[
https://issues.apache.org/jira/browse/BOOKKEEPER-215?page=com.atlassian.jira.plugin.system.issuetabpanels:comment-tabpanel&focusedCommentId=13256601#comment-13256601
]
Flavio Junqueira commented on BOOKKEEPER-215:
---------------------------------------------
Hi Sijie, Here are some comments on the patch:
* One clarification. I understand the call to
lh.bk.callbackWorker.submitOrdered in readComplete, but not the one in
doRecoveryRead. Why do we need to give it to a worker thread in this case?
* It is not performance critical in this case, but it sounds like a good ideal
in general to have LOG.debug statements wrapped with isDebugEnabled()
(LedgerRecoveryOp:86). You may have simply missed this one.
* Is this change gratuitous or really necessary:
{noformat}
protected Bookie newBookie(ServerConfiguration conf)
throws IOException, KeeperException, InterruptedException,
BookieException {
return new Bookie(conf);
}
{noformat}
* testRecoveryDeadlockWithLimitedPermits() has no assertion or fail clause.
What is it testing?
* I'm not entirely sure why we need this method:
{noformat}
/**
* Add configuration object.
*
* @param conf configuration object
*/
public void addConf(Configuration otherConf) throws ConfigurationException {
conf.addConfiguration(otherConf);
}
{noformat}
Why can't we set the bk client configuration in the constructor?

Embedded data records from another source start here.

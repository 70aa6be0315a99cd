//! wasm boundary
//!
//! The JS side owns the three external collaborators: the 3D renderer (which
//! also owns the frame clock), the MediaPipe hand tracker, and the debug
//! control panel. This module exposes the simulation to them as a single
//! `Game` class: palm samples come in, flat entity buffers go out, and
//! `frame()` advances the fixed-timestep sim off the renderer's clock.

use wasm_bindgen::prelude::*;

use crate::consts::*;
use crate::input::HandTracker;
use crate::settings::Settings;
use crate::sim::{GamePhase, GameState, TickInput, tick};

/// Called automatically when the WASM module loads
#[wasm_bindgen(start)]
pub fn init() {
    console_error_panic_hook::set_once();
    let _ = console_log::init_with_level(log::Level::Info);
}

/// Game instance driven by the renderer's animation frame callback
#[wasm_bindgen]
pub struct Game {
    state: GameState,
    tracker: HandTracker,
    input: TickInput,
    accumulator: f32,
    last_time: f64,
}

#[wasm_bindgen]
impl Game {
    /// Create a game. Pass a seed for a reproducible run, or nothing to seed
    /// from the clock.
    #[wasm_bindgen(constructor)]
    pub fn new(seed: Option<f64>) -> Game {
        let seed = seed
            .map(|s| s as u64)
            .unwrap_or_else(|| js_sys::Date::now() as u64);
        log::info!("Game initialized with seed: {seed}");
        Game {
            state: GameState::new(seed),
            tracker: HandTracker::new(),
            input: TickInput::default(),
            accumulator: 0.0,
            last_time: 0.0,
        }
    }

    /// Submit a normalized palm sample from the hand tracker. Call whenever
    /// a detection pass finds a hand; skipping frames is fine.
    pub fn set_hand_position(&mut self, x: f32, y: f32) {
        self.tracker.submit(x, y);
    }

    /// Edge-triggered pause toggle (Escape keypress on the JS side)
    pub fn toggle_pause(&mut self) {
        self.input.pause = true;
    }

    /// Advance the simulation to the renderer's clock (milliseconds)
    pub fn frame(&mut self, now_ms: f64) {
        let dt = if self.last_time > 0.0 {
            ((now_ms - self.last_time) / 1000.0) as f32
        } else {
            0.0
        };
        self.last_time = now_ms;
        self.accumulator += dt.min(0.1);

        let mut substeps = 0;
        while self.accumulator >= SIM_DT && substeps < MAX_SUBSTEPS {
            self.input.hand = self.tracker.sample();
            let input = self.input.clone();
            tick(&mut self.state, &input, SIM_DT);
            self.accumulator -= SIM_DT;
            substeps += 1;

            // Clear one-shot inputs after processing
            self.input.pause = false;
        }
    }

    pub fn score(&self) -> f64 {
        self.state.score as f64
    }

    pub fn is_paused(&self) -> bool {
        self.state.phase == GamePhase::Paused
    }

    /// `[id, x, y, z, size]` per asteroid
    pub fn asteroid_data(&self) -> Vec<f32> {
        let mut out = Vec::with_capacity(self.state.asteroids.len() * 5);
        for a in &self.state.asteroids {
            out.push(a.id as f32);
            out.extend_from_slice(bytemuck::cast_slice(&[a.pos]));
            out.push(a.size);
        }
        out
    }

    /// `[id, x, y, z, dx, dy, dz]` per projectile
    pub fn projectile_data(&self) -> Vec<f32> {
        let mut out = Vec::with_capacity(self.state.projectiles.len() * 7);
        for p in &self.state.projectiles {
            out.push(p.id as f32);
            out.extend_from_slice(bytemuck::cast_slice(&[p.pos, p.dir]));
        }
        out
    }

    /// `[id, x, y, z, age]` per explosion
    pub fn explosion_data(&self) -> Vec<f32> {
        let mut out = Vec::with_capacity(self.state.explosions.len() * 5);
        for e in &self.state.explosions {
            out.push(e.id as f32);
            out.extend_from_slice(bytemuck::cast_slice(&[e.pos]));
            out.push(e.age);
        }
        out
    }

    /// `[x, y, z, size, life]` per debris particle
    pub fn particle_data(&self) -> Vec<f32> {
        let mut out = Vec::with_capacity(self.state.particles.len() * 5);
        for p in &self.state.particles {
            out.extend_from_slice(bytemuck::cast_slice(&[p.pos]));
            out.push(p.size);
            out.push(p.life);
        }
        out
    }

    /// `[id, x, y, z, value, opacity]` per floating score label
    pub fn score_label_data(&self) -> Vec<f32> {
        let mut out = Vec::with_capacity(self.state.labels.len() * 6);
        for l in &self.state.labels {
            out.push(l.id as f32);
            out.extend_from_slice(bytemuck::cast_slice(&[l.pos]));
            out.push(l.value as f32);
            out.push(l.opacity());
        }
        out
    }

    /// `[pos.x, pos.y, pos.z, aim.x, aim.y, aim.z]` for turret and crosshair
    pub fn turret_data(&self) -> Vec<f32> {
        bytemuck::cast_slice(&[self.state.turret.pos, self.state.turret.aim]).to_vec()
    }

    /// Full sim state as JSON for the debug panel
    pub fn state_json(&self) -> String {
        serde_json::to_string(&self.state).unwrap_or_default()
    }

    /// Persisted debug-panel settings as JSON
    pub fn settings_json(&self) -> String {
        serde_json::to_string(&Settings::load()).unwrap_or_default()
    }

    /// Persist debug-panel settings (JSON payload from the panel)
    pub fn save_settings_json(&self, json: &str) {
        match serde_json::from_str::<Settings>(json) {
            Ok(settings) => settings.save(),
            Err(e) => log::warn!("Ignoring malformed settings payload: {e}"),
        }
    }
}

* Typo: "... so a scan request need to scan over two ledger" -> "... so a scan
request need to scan over two ledgers"
* In TestDeadlock, if I understand the test correctly, consumeQueue.take() is
supposed to hang due to the bug of this jira. Consequently, we have to wait
until junit times out the test? I was wondering if there is a way of avoiding
the time out.
* Suggestion for rephrasing comment:
{noformat}
// it obtains the permit and wait for a response,
// but the response is delayed and readEntries is called
// in the readComplete callback to read entries of the
// same ledger. since there is no permit, it blocks.
{noformat}
> Deadlock occurs under high load
> -------------------------------
>
> Key: BOOKKEEPER-215
> URL: https://issues.apache.org/jira/browse/BOOKKEEPER-215
> Project: Bookkeeper
> Issue Type: Bug
> Components: hedwig-server
> Affects Versions: 4.1.0
> Reporter: Aniruddha
> Priority: Critical
> Fix For: 4.1.0
>
> Attachments: BK-215.patch, hedwig_ts.log
>
>
> LedgerHandle uses a Semaphore(opCounterSem) with a default value of 5000
> permits to implement throttling for outstanding requests. This is causing a
> deadlock under high load. What I've observed is the following - There are a
> fixed number of threads created by OrderedSafeExecutor(mainWorkerPool in
> BookKeeper) and this is used to execute operations by PerChannelBookieClient.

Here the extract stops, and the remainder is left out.